Ohio State researchers studied 18,000 star-forming regions to understand how stellar feedback from young stars drives galaxy evolution, finding pressure from ionized gas significantly influences galactic structure and chemical composition.

Across billions of years, galaxies have been shaped by two great forces: the violent collisions between them, and the quiet work of stars being born inside them. A team of researchers at Ohio State University, led by graduate student Debosmita Pathak, set out to understand just how much weight that second force carries. They examined 18,000 star-forming regions scattered across nearby spiral galaxies, using data from the Hubble Space Telescope, the James Webb Space Telescope, and the Atacama Large Millimeter/Submillimeter Array to see what happens when stars ignite.

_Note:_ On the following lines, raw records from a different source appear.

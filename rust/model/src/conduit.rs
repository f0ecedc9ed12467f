// This Source Code Form is subject to the terms of the Mozilla Public
// License, v. 2.0. If a copy of the MPL was not distributed with this
// file, You can obtain one at https://mozilla.org/MPL/2.0/.

//! Conduit runs: pipes and ducts with a centerline, a cross-section and
//! connection ports.

use crate::error::{Error, Result};
use nalgebra::{Matrix4, Point3, Vector3};
use smallvec::SmallVec;

/// Service category of a conduit run
#[derive(Debug, Clone, Copy, PartialEq, Eq, Hash)]
pub enum ConduitKind {
    Pipe,
    Duct,
}

/// Cross-section profile of a conduit (mm)
#[derive(Debug, Clone, PartialEq)]
pub enum CrossSection {
    Circular { diameter: f64 },
    Rectangular { width: f64, height: f64 },
    /// Flat-oval duct; treated as its bounding rectangle for openings
    Oval { width: f64, height: f64 },
    /// Any profile the opening catalog has no family for
    Other(String),
}

impl CrossSection {
    /// Short shape name for messages and reports
    pub fn shape_name(&self) -> &str {
        match self {
            CrossSection::Circular { .. } => "circular",
            CrossSection::Rectangular { .. } => "rectangular",
            CrossSection::Oval { .. } => "oval",
            CrossSection::Other(name) => name,
        }
    }
}

/// Connection point at the end of a conduit run
#[derive(Debug, Clone, Copy, PartialEq)]
pub struct ConduitPort {
    pub position: Point3<f64>,
    pub connected: bool,
}

impl ConduitPort {
    pub fn new(position: Point3<f64>, connected: bool) -> Self {
        Self {
            position,
            connected,
        }
    }
}

/// Polyline centerline of a conduit run, at least two distinct points
#[derive(Debug, Clone, PartialEq)]
pub struct Centerline {
    points: Vec<Point3<f64>>,
}

impl Centerline {
    pub fn new(points: Vec<Point3<f64>>) -> Result<Self> {
        if points.len() < 2 {
            return Err(Error::InvalidCenterline(format!(
                "need at least 2 points, got {}",
                points.len()
            )));
        }
        if points.iter().any(|p| !p.coords.iter().all(|c| c.is_finite())) {
            return Err(Error::InvalidCenterline("non-finite coordinate".into()));
        }
        Ok(Self { points })
    }

    /// Straight centerline between two points
    pub fn line(start: Point3<f64>, end: Point3<f64>) -> Result<Self> {
        Self::new(vec![start, end])
    }

    pub fn points(&self) -> &[Point3<f64>] {
        &self.points
    }

    pub fn start(&self) -> Point3<f64> {
        self.points[0]
    }

    pub fn end(&self) -> Point3<f64> {
        self.points[self.points.len() - 1]
    }

    /// Total polyline length
    pub fn length(&self) -> f64 {
        self.points.windows(2).map(|w| (w[1] - w[0]).norm()).sum()
    }

    /// Unit chord direction from start to end, `None` for a closed run
    pub fn chord_direction(&self) -> Option<Vector3<f64>> {
        (self.end() - self.start()).try_normalize(1e-9)
    }

    /// Unit tangent at the middle of the run (by arc length)
    pub fn mid_tangent(&self) -> Option<Vector3<f64>> {
        let half = self.length() / 2.0;
        let mut walked = 0.0;
        for w in self.points.windows(2) {
            let seg = w[1] - w[0];
            let len = seg.norm();
            if len > 1e-9 && walked + len >= half {
                return Some(seg / len);
            }
            walked += len;
        }
        None
    }

    /// Centerline mapped through an affine transform
    pub fn transformed(&self, transform: &Matrix4<f64>) -> Centerline {
        Centerline {
            points: self
                .points
                .iter()
                .map(|p| transform.transform_point(p))
                .collect(),
        }
    }
}

/// A pipe or duct run
#[derive(Debug, Clone, PartialEq)]
pub struct Conduit {
    pub kind: ConduitKind,
    pub centerline: Centerline,
    pub section: CrossSection,
    pub ports: SmallVec<[ConduitPort; 2]>,
}

impl Conduit {
    pub fn new(kind: ConduitKind, centerline: Centerline, section: CrossSection) -> Self {
        Self {
            kind,
            centerline,
            section,
            ports: SmallVec::new(),
        }
    }

    /// Add end ports at the centerline's endpoints
    pub fn with_end_ports(mut self) -> Self {
        let (start, end) = (self.centerline.start(), self.centerline.end());
        self.ports.push(ConduitPort::new(start, false));
        self.ports.push(ConduitPort::new(end, false));
        self
    }

    pub fn with_ports(mut self, ports: impl IntoIterator<Item = ConduitPort>) -> Self {
        self.ports.extend(ports);
        self
    }

    /// Conduit expressed in another frame (centerline and ports)
    pub fn transformed(&self, transform: &Matrix4<f64>) -> Conduit {
        Conduit {
            kind: self.kind,
            centerline: self.centerline.transformed(transform),
            section: self.section.clone(),
            ports: self
                .ports
                .iter()
                .map(|p| ConduitPort::new(transform.transform_point(&p.position), p.connected))
                .collect(),
        }
    }
}

#[cfg(test)]
mod tests {
    use super::*;
    use approx::assert_relative_eq;

    #[test]
    fn test_centerline_needs_two_points() {
        assert!(Centerline::new(vec![Point3::origin()]).is_err());
        assert!(Centerline::new(vec![Point3::origin(), Point3::new(f64::NAN, 0.0, 0.0)]).is_err());
    }

    #[test]
    fn test_chord_and_mid_tangent() {
        // L-shaped run: 100 along X then 300 along Y
        let line = Centerline::new(vec![
            Point3::origin(),
            Point3::new(100.0, 0.0, 0.0),
            Point3::new(100.0, 300.0, 0.0),
        ])
        .unwrap();
        assert_relative_eq!(line.length(), 400.0);
        assert_relative_eq!(line.mid_tangent().unwrap(), Vector3::y());
        assert_relative_eq!(
            line.chord_direction().unwrap(),
            Vector3::new(1.0, 3.0, 0.0).normalize()
        );
    }

    #[test]
    fn test_closed_run_has_no_chord() {
        let ring = Centerline::new(vec![
            Point3::origin(),
            Point3::new(10.0, 0.0, 0.0),
            Point3::origin(),
        ])
        .unwrap();
        assert!(ring.chord_direction().is_none());
        assert!(ring.mid_tangent().is_some());
    }

    #[test]
    fn test_transformed_moves_ports() {
        let conduit = Conduit::new(
            ConduitKind::Pipe,
            Centerline::line(Point3::origin(), Point3::new(1000.0, 0.0, 0.0)).unwrap(),
            CrossSection::Circular { diameter: 90.0 },
        )
        .with_end_ports();
        let shifted =
            conduit.transformed(&Matrix4::new_translation(&Vector3::new(0.0, 0.0, 3000.0)));

        assert_eq!(shifted.ports.len(), 2);
        assert_relative_eq!(shifted.ports[1].position, Point3::new(1000.0, 0.0, 3000.0));
        assert_eq!(shifted.section.shape_name(), "circular");
    }
}
// This Source Code Form is subject to the terms of the Mozilla Public
// License, v. 2.0. If a copy of the MPL was not distributed with this
// file, You can obtain one at https://mozilla.org/MPL/2.0/.

//! Sleeve-Lite Model
//!
//! In-memory building model consumed by the opening placement engine:
//!
//! - conduit runs (pipes, ducts) with centerlines, cross-sections and ports
//! - structural host elements with nested solid geometry
//! - reference levels, the placeable family catalog and linked models
//! - opening instances, created only through an atomic [`EditScope`]

pub mod conduit;
pub mod document;
pub mod edit;
pub mod element;
pub mod error;
pub mod family;
pub mod ids;
pub mod instance;
pub mod level;
pub mod reference;

pub use conduit::{Centerline, Conduit, ConduitKind, ConduitPort, CrossSection};
pub use document::{Document, LinkInstance, Project};
pub use edit::EditScope;
pub use element::{Element, ElementKind, HostKind};
pub use error::{Error, Result};
pub use family::{FamilyCatalog, FamilySymbol};
pub use ids::{ElementId, InstanceKey, LevelId, LinkInstanceId, SymbolId};
pub use instance::{NewOpening, OpeningInstance};
pub use level::Level;
pub use reference::ElementReference;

The story begins in clouds of hydrogen gas called HII regions, where gravity pulls matter together until protostars form and eventually burst into light. But a newborn star is not a quiet thing. It floods its surroundings with radiation and heat. It sends out jets of material that carve caverns into the clouds that birthed it. This cascade of energy—what astronomers call stellar feedback—reshapes the neighborhood around every young star. Pathak's team found that the pressure from ionized gas driven by these hot young stars plays a decisive role in how star-forming regions expand or contract. Whether a region continues to grow depends heavily on what lies around it. "When young massive stars are born," Pathak explained, "they're very energetic and pump out a ton of photons into their surroundings. In that process, they disrupt their local environments and start to drive interstellar material out of the area."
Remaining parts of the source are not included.